Caio Andrade, atual tesoureiro que irá assumir como presidente da escola a partir de março, conta que mesmo durante a pandemia a Vem me Ver nunca parou. De início, a escola precisou cancelar a comemoração do bicampeonato, mas logo partiu para o auxílio da comunidade. A escola confeccionou e doou três mil máscaras, além de doses de álcool gel, para os moradores da cidade.
Além do lado social, a escola utilizou do período pandêmico para já dar início a preparação do próximo Carnaval, estruturando a equipe, elaborando o enredo e desenvolvendo toda a parte técnica da escola. A Vem me Ver iniciou também uma loja online durante a pandemia e mais de mil itens foram vendidos para contribuir com a arrecadação.
Em junho de 2021 a Vem me Ver completa seus trinta anos de existência. A escola foi fundada no bairro Tijuco pelos mesmos fundadores do antigo Bloco Pau Molhado. As cores da escola, verde e branco, inclusive, são as mesmas que o bloco ostentava.


A Vem me Ver sempre manteve uma relação muito próxima com a comunidade. “(O Tijuco) é um bairro muito caloroso, um bairro onde o samba se faz raiz e presença há muitos anos”, diz o futuro presidente da escola.

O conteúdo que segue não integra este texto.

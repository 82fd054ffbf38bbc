//! Color types for the pattern system.
//!
//! Patterns and envelopes work in HSV throughout; conversion to 8-bit RGB
//! happens once, at the point colors leave the core toward a hardware sink.

use thiserror::Error;

/// HSV color. All channels are in 0.0..=1.0.
#[derive(Debug, Clone, Copy, PartialEq)]
pub struct Hsv {
    pub hue: f64,
    pub saturation: f64,
    pub value: f64,
}

impl Hsv {
    pub fn new(hue: f64, saturation: f64, value: f64) -> Self {
        Hsv {
            hue,
            saturation,
            value,
        }
    }

    /// Return a copy with updated hue (wraps at 1.0).
    pub fn with_hue(self, hue: f64) -> Self {
        Hsv::new(hue.rem_euclid(1.0), self.saturation, self.value)
    }

    /// Return a copy with updated brightness, clamped to 0..=1.
    pub fn with_value(self, value: f64) -> Self {
        Hsv::new(self.hue, self.saturation, value.clamp(0.0, 1.0))
    }
}

/// 8-bit RGB, the wire-side color representation.
#[derive(Debug, Clone, Copy, PartialEq, Eq)]
pub struct Rgb {
    pub r: u8,
    pub g: u8,
    pub b: u8,
}

impl Rgb {
    pub fn new(r: u8, g: u8, b: u8) -> Self {
        Rgb { r, g, b }
    }

    pub fn black() -> Self {
        Rgb::new(0, 0, 0)
    }

    /// Convert HSV channels (0..=1) to 8-bit RGB.
    pub fn from_hsv(hue: f64, saturation: f64, value: f64) -> Self {
        let h = hue.rem_euclid(1.0) * 6.0;
        let s = saturation.clamp(0.0, 1.0);
        let v = value.clamp(0.0, 1.0);

        let i = h.floor();
        let f = h - i;
        let p = v * (1.0 - s);
        let q = v * (1.0 - s * f);
        let t = v * (1.0 - s * (1.0 - f));

        let (r, g, b) = match i as i64 % 6 {
            0 => (v, t, p),
            1 => (q, v, p),
            2 => (p, v, t),
            3 => (p, q, v),
            4 => (t, p, v),
            _ => (v, p, q),
        };

        Rgb::new(
            (r * 255.0).round() as u8,
            (g * 255.0).round() as u8,
            (b * 255.0).round() as u8,
        )
    }
}

impl From<Hsv> for Rgb {
    fn from(c: Hsv) -> Self {
        Rgb::from_hsv(c.hue, c.saturation, c.value)
    }
}

/// Error resolving a color specification.
#[derive(Debug, Clone, PartialEq, Eq, Error)]
pub enum ColorError {
    #[error("unknown color name: {0}")]
    UnknownName(String),
    #[error("invalid hex color: {0}")]
    InvalidHex(String),
}

/// Named colors available to `.color("…")`.
const NAMED_COLORS: &[(&str, Hsv)] = &[
    ("red", Hsv { hue: 0.0, saturation: 1.0, value: 1.0 }),
    ("orange", Hsv { hue: 0.08, saturation: 1.0, value: 1.0 }),
    ("yellow", Hsv { hue: 0.16, saturation: 1.0, value: 1.0 }),
    ("green", Hsv { hue: 0.33, saturation: 1.0, value: 1.0 }),
    ("cyan", Hsv { hue: 0.5, saturation: 1.0, value: 1.0 }),
    ("blue", Hsv { hue: 0.6, saturation: 1.0, value: 1.0 }),
    ("purple", Hsv { hue: 0.75, saturation: 1.0, value: 1.0 }),
    ("magenta", Hsv { hue: 0.83, saturation: 1.0, value: 1.0 }),
    ("pink", Hsv { hue: 0.9, saturation: 0.6, value: 1.0 }),
    ("white", Hsv { hue: 0.0, saturation: 0.0, value: 1.0 }),
    ("warm_white", Hsv { hue: 0.08, saturation: 0.2, value: 1.0 }),
    ("cool_white", Hsv { hue: 0.55, saturation: 0.1, value: 1.0 }),
    ("dim_red", Hsv { hue: 0.0, saturation: 1.0, value: 0.5 }),
    ("dim_blue", Hsv { hue: 0.6, saturation: 1.0, value: 0.5 }),
    ("dim_white", Hsv { hue: 0.0, saturation: 0.0, value: 0.5 }),
    ("amber", Hsv { hue: 0.1, saturation: 1.0, value: 1.0 }),
    ("lime", Hsv { hue: 0.25, saturation: 1.0, value: 1.0 }),
    ("teal", Hsv { hue: 0.45, saturation: 1.0, value: 1.0 }),
    ("violet", Hsv { hue: 0.7, saturation: 1.0, value: 1.0 }),
    ("hot_pink", Hsv { hue: 0.92, saturation: 1.0, value: 1.0 }),
];

/// Resolve a color name to HSV.
pub fn color_from_name(name: &str) -> Result<Hsv, ColorError> {
    let key = name.trim().to_ascii_lowercase();
    NAMED_COLORS
        .iter()
        .find(|(n, _)| *n == key)
        .map(|(_, c)| *c)
        .ok_or_else(|| ColorError::UnknownName(name.to_string()))
}

/// Parse a `#RGB` or `#RRGGBB` hex color into HSV.
pub fn color_from_hex(hex: &str) -> Result<Hsv, ColorError> {
    let digits = hex.trim_start_matches('#');

    let expanded: String = if digits.len() == 3 {
        digits.chars().flat_map(|c| [c, c]).collect()
    } else {
        digits.to_string()
    };

    if expanded.len() != 6 {
        return Err(ColorError::InvalidHex(hex.to_string()));
    }

    let parse = |s: &str| {
        u8::from_str_radix(s, 16).map_err(|_| ColorError::InvalidHex(hex.to_string()))
    };
    let r = parse(&expanded[0..2])? as f64 / 255.0;
    let g = parse(&expanded[2..4])? as f64 / 255.0;
    let b = parse(&expanded[4..6])? as f64 / 255.0;

    Ok(rgb_to_hsv(r, g, b))
}

/// Resolve a color spec: `#hex` or a named color.
pub fn resolve_color(spec: &str) -> Result<Hsv, ColorError> {
    if spec.starts_with('#') {
        color_from_hex(spec)
    } else {
        color_from_name(spec)
    }
}

fn rgb_to_hsv(r: f64, g: f64, b: f64) -> Hsv {
    let max = r.max(g).max(b);
    let min = r.min(g).min(b);
    let delta = max - min;

    let hue = if delta == 0.0 {
        0.0
    } else if max == r {
        (((g - b) / delta).rem_euclid(6.0)) / 6.0
    } else if max == g {
        ((b - r) / delta + 2.0) / 6.0
    } else {
        ((r - g) / delta + 4.0) / 6.0
    };

    let saturation = if max == 0.0 { 0.0 } else { delta / max };

    Hsv::new(hue, saturation, max)
}

/// Linearly interpolate between two HSV colors, taking the shortest path
/// around the hue wheel.
pub fn interpolate_hsv(c1: Hsv, c2: Hsv, t: f64) -> Hsv {
    let t = t.clamp(0.0, 1.0);

    let (mut h1, mut h2) = (c1.hue, c2.hue);
    if (h2 - h1).abs() > 0.5 {
        if h1 < h2 {
            h1 += 1.0;
        } else {
            h2 += 1.0;
        }
    }

    Hsv::new(
        (h1 + (h2 - h1) * t).rem_euclid(1.0),
        c1.saturation + (c2.saturation - c1.saturation) * t,
        c1.value + (c2.value - c1.value) * t,
    )
}

#[cfg(test)]
mod tests {
    use super::*;

    #[test]
    fn test_named_colors() {
        let red = color_from_name("red").unwrap();
        assert_eq!(red.hue, 0.0);
        assert!(color_from_name("RED").is_ok());
        assert!(matches!(
            color_from_name("plaid"),
            Err(ColorError::UnknownName(_))
        ));
    }

    #[test]
    fn test_hex_parsing() {
        let c = color_from_hex("#FF0000").unwrap();
        assert!(c.hue.abs() < 1e-9);
        assert!((c.saturation - 1.0).abs() < 1e-9);
        // Shorthand expands per digit.
        assert_eq!(color_from_hex("#F00"), color_from_hex("#FF0000"));
        assert!(color_from_hex("#12345").is_err());
        assert!(color_from_hex("#GGGGGG").is_err());
    }

    #[test]
    fn test_rgb_from_hsv() {
        assert_eq!(Rgb::from_hsv(0.0, 1.0, 1.0), Rgb::new(255, 0, 0));
        assert_eq!(Rgb::from_hsv(0.0, 0.0, 1.0), Rgb::new(255, 255, 255));
        assert_eq!(Rgb::from_hsv(0.5, 1.0, 0.0), Rgb::black());
        // Blue at hue 2/3.
        assert_eq!(Rgb::from_hsv(2.0 / 3.0, 1.0, 1.0), Rgb::new(0, 0, 255));
    }

    #[test]
    fn test_interpolate_wraps_hue() {
        let a = Hsv::new(0.95, 1.0, 1.0);
        let b = Hsv::new(0.05, 1.0, 1.0);
        let mid = interpolate_hsv(a, b, 0.5);
        // Shortest path crosses 1.0, landing at 0.0 rather than 0.5.
        assert!(mid.hue < 0.1 || mid.hue > 0.9);
    }
}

Ele destaca que a continuidade dos projetos de governo, mesmo com as trocas de gestão, tem mantido a Vem me Ver financeiramente estável e contribuído para que o carnaval seja o mais profissional possível.
“Em 2011 a escola quase enrolou a bandeira, mas com a união e a força do Fernando e da Nina, que são os baluartes da escola, eles não deixaram a escola acabar. Depois disso a escola se reacendeu e renasceu das cinzas”, lembra Andrade.

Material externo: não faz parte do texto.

//! Fraction type with cycle-related operations for pattern timing.
//!
//! All pattern timing is expressed in cycles (1 cycle = 1 bar) using exact
//! rational arithmetic, so multi-hour sessions never accumulate float drift.

use num_rational::Rational64;
use num_traits::{One, Signed, Zero};
use std::cmp::Ordering;
use std::ops::{Add, Div, Mul, Neg, Sub};

/// A point in time or a duration, measured in cycles.
#[derive(Debug, Clone, Copy, PartialEq, Eq, Hash)]
pub struct Fraction(Rational64);

impl Fraction {
    /// Create a new fraction from numerator and denominator.
    pub fn new(numer: i64, denom: i64) -> Self {
        Fraction(Rational64::new(numer, denom))
    }

    /// Create a fraction from an integer number of cycles.
    pub fn from_integer(n: i64) -> Self {
        Fraction(Rational64::from_integer(n))
    }

    /// Returns the start of the cycle containing this time (floor to integer).
    /// In Tidal terminology this is the "sam" (start of measure).
    pub fn sam(&self) -> Self {
        Fraction(Rational64::from_integer(self.0.floor().to_integer()))
    }

    /// Returns the start of the next cycle.
    pub fn next_sam(&self) -> Self {
        self.sam() + Fraction::one()
    }

    /// Returns the position within the current cycle (fractional part).
    pub fn cycle_pos(&self) -> Self {
        *self - self.sam()
    }

    /// The integer index of the cycle containing this time.
    /// Correct for negative times: -1/4 lies in cycle -1.
    pub fn cycle_index(&self) -> i64 {
        self.0.floor().to_integer()
    }

    /// Floor to integer.
    pub fn floor(&self) -> Self {
        Fraction(Rational64::from_integer(self.0.floor().to_integer()))
    }

    /// Ceiling to integer.
    pub fn ceil(&self) -> Self {
        Fraction(Rational64::from_integer(self.0.ceil().to_integer()))
    }

    /// Convert to f64 for intensity math at the render boundary.
    pub fn to_f64(&self) -> f64 {
        *self.0.numer() as f64 / *self.0.denom() as f64
    }

    /// Get the numerator.
    pub fn numer(&self) -> i64 {
        *self.0.numer()
    }

    /// Get the denominator.
    pub fn denom(&self) -> i64 {
        *self.0.denom()
    }

    /// Returns the minimum of two fractions.
    pub fn min(self, other: Self) -> Self {
        if self < other {
            self
        } else {
            other
        }
    }

    /// Returns the maximum of two fractions.
    pub fn max(self, other: Self) -> Self {
        if self > other {
            self
        } else {
            other
        }
    }

    /// Zero cycles.
    pub fn zero() -> Self {
        Fraction(Rational64::zero())
    }

    /// One whole cycle.
    pub fn one() -> Self {
        Fraction(Rational64::one())
    }

    /// Check if this fraction is zero.
    pub fn is_zero(&self) -> bool {
        self.0.is_zero()
    }

    /// Absolute value.
    pub fn abs(&self) -> Self {
        Fraction(self.0.abs())
    }
}

impl Default for Fraction {
    fn default() -> Self {
        Fraction::zero()
    }
}

impl From<i64> for Fraction {
    fn from(n: i64) -> Self {
        Fraction::from_integer(n)
    }
}

impl From<i32> for Fraction {
    fn from(n: i32) -> Self {
        Fraction::from_integer(n as i64)
    }
}

impl From<f64> for Fraction {
    /// Convert an externally supplied float (beat clock position) to a
    /// rational with a bounded denominator. Once inside the engine, time
    /// stays rational; this is the only lossy step and it happens once per
    /// frame, so error never accumulates.
    fn from(f: f64) -> Self {
        let max_denom: i64 = 10000;

        if f.is_nan() || f.is_infinite() {
            return Fraction::zero();
        }

        let sign = if f < 0.0 { -1 } else { 1 };
        let f_abs = f.abs();

        let int_part = f_abs.floor() as i64;
        let frac_part = f_abs - int_part as f64;

        if frac_part < 1e-10 {
            return Fraction::from_integer(sign * int_part);
        }

        // Stern-Brocot mediant search for the best bounded-denominator
        // approximation of the fractional part.
        let mut a_num: i64 = 0;
        let mut a_den: i64 = 1;
        let mut b_num: i64 = 1;
        let mut b_den: i64 = 1;

        let target = frac_part;

        for _ in 0..50 {
            let med_num = a_num + b_num;
            let med_den = a_den + b_den;

            if med_den > max_denom {
                break;
            }

            let med_val = med_num as f64 / med_den as f64;

            if (med_val - target).abs() < 1e-10 {
                let total_num = sign * (int_part * med_den + med_num);
                return Fraction::new(total_num, med_den);
            } else if med_val < target {
                a_num = med_num;
                a_den = med_den;
            } else {
                b_num = med_num;
                b_den = med_den;
            }
        }

        let a_val = a_num as f64 / a_den as f64;
        let b_val = b_num as f64 / b_den as f64;

        let (best_num, best_den) = if (a_val - target).abs() < (b_val - target).abs() {
            (a_num, a_den)
        } else {
            (b_num, b_den)
        };

        let total_num = sign * (int_part * best_den + best_num);
        Fraction::new(total_num, best_den)
    }
}

impl From<Rational64> for Fraction {
    fn from(r: Rational64) -> Self {
        Fraction(r)
    }
}

impl Add for Fraction {
    type Output = Self;

    fn add(self, other: Self) -> Self {
        Fraction(self.0 + other.0)
    }
}

impl Sub for Fraction {
    type Output = Self;

    fn sub(self, other: Self) -> Self {
        Fraction(self.0 - other.0)
    }
}

impl Mul for Fraction {
    type Output = Self;

    fn mul(self, other: Self) -> Self {
        Fraction(self.0 * other.0)
    }
}

impl Div for Fraction {
    type Output = Self;

    fn div(self, other: Self) -> Self {
        Fraction(self.0 / other.0)
    }
}

impl Neg for Fraction {
    type Output = Self;

    fn neg(self) -> Self {
        Fraction(-self.0)
    }
}

impl PartialOrd for Fraction {
    fn partial_cmp(&self, other: &Self) -> Option<Ordering> {
        Some(self.cmp(other))
    }
}

impl Ord for Fraction {
    fn cmp(&self, other: &Self) -> Ordering {
        self.0.cmp(&other.0)
    }
}

impl std::fmt::Display for Fraction {
    fn fmt(&self, f: &mut std::fmt::Formatter<'_>) -> std::fmt::Result {
        write!(f, "{}/{}", self.numer(), self.denom())
    }
}

#[cfg(test)]
mod tests {
    use super::*;

    #[test]
    fn test_sam() {
        assert_eq!(Fraction::new(0, 1).sam(), Fraction::new(0, 1));
        assert_eq!(Fraction::new(1, 2).sam(), Fraction::new(0, 1));
        assert_eq!(Fraction::new(3, 2).sam(), Fraction::new(1, 1));
        assert_eq!(Fraction::new(-1, 4).sam(), Fraction::new(-1, 1));
    }

    #[test]
    fn test_cycle_index_negative() {
        assert_eq!(Fraction::new(-1, 4).cycle_index(), -1);
        assert_eq!(Fraction::new(-5, 4).cycle_index(), -2);
        assert_eq!(Fraction::new(7, 4).cycle_index(), 1);
    }

    #[test]
    fn test_cycle_pos() {
        assert_eq!(Fraction::new(3, 2).cycle_pos(), Fraction::new(1, 2));
        assert_eq!(Fraction::new(7, 4).cycle_pos(), Fraction::new(3, 4));
        assert_eq!(Fraction::new(-1, 4).cycle_pos(), Fraction::new(3, 4));
    }

    #[test]
    fn test_arithmetic() {
        let a = Fraction::new(1, 2);
        let b = Fraction::new(1, 3);
        assert_eq!(a + b, Fraction::new(5, 6));
        assert_eq!(a - b, Fraction::new(1, 6));
        assert_eq!(a * b, Fraction::new(1, 6));
        assert_eq!(a / b, Fraction::new(3, 2));
    }

    #[test]
    fn test_repeated_shift_is_exact() {
        // Shifting by 1/b, b times, lands exactly on 1 for any b.
        for b in 1..=97i64 {
            let step = Fraction::new(1, b);
            let mut t = Fraction::zero();
            for _ in 0..b {
                t = t + step;
            }
            assert_eq!(t, Fraction::one(), "drift for b={}", b);
        }
    }

    #[test]
    fn test_from_f64_round_trip() {
        assert_eq!(Fraction::from(0.25), Fraction::new(1, 4));
        assert_eq!(Fraction::from(2.5), Fraction::new(5, 2));
        assert_eq!(Fraction::from(-0.75), Fraction::new(-3, 4));
        assert_eq!(Fraction::from(3.0), Fraction::from_integer(3));
    }
}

Durante o isolamento, a escola foi uma das que utilizou da internet e redes sociais para se manter próxima a comunidade, foram realizadas lives, entrevistas e campanhas para promover a interação entre a escola e o bairro.
“O Carnaval é feito de pessoas, de matéria humana, ele é feito de gente, ele é feito de suor, de lágrimas, de contato, de pele a pele e de corpo a corpo. Um dos motivos da Vem me Ver ser tudo que ela é hoje é certamente a nossa relação com a comunidade”, frisa Andrade.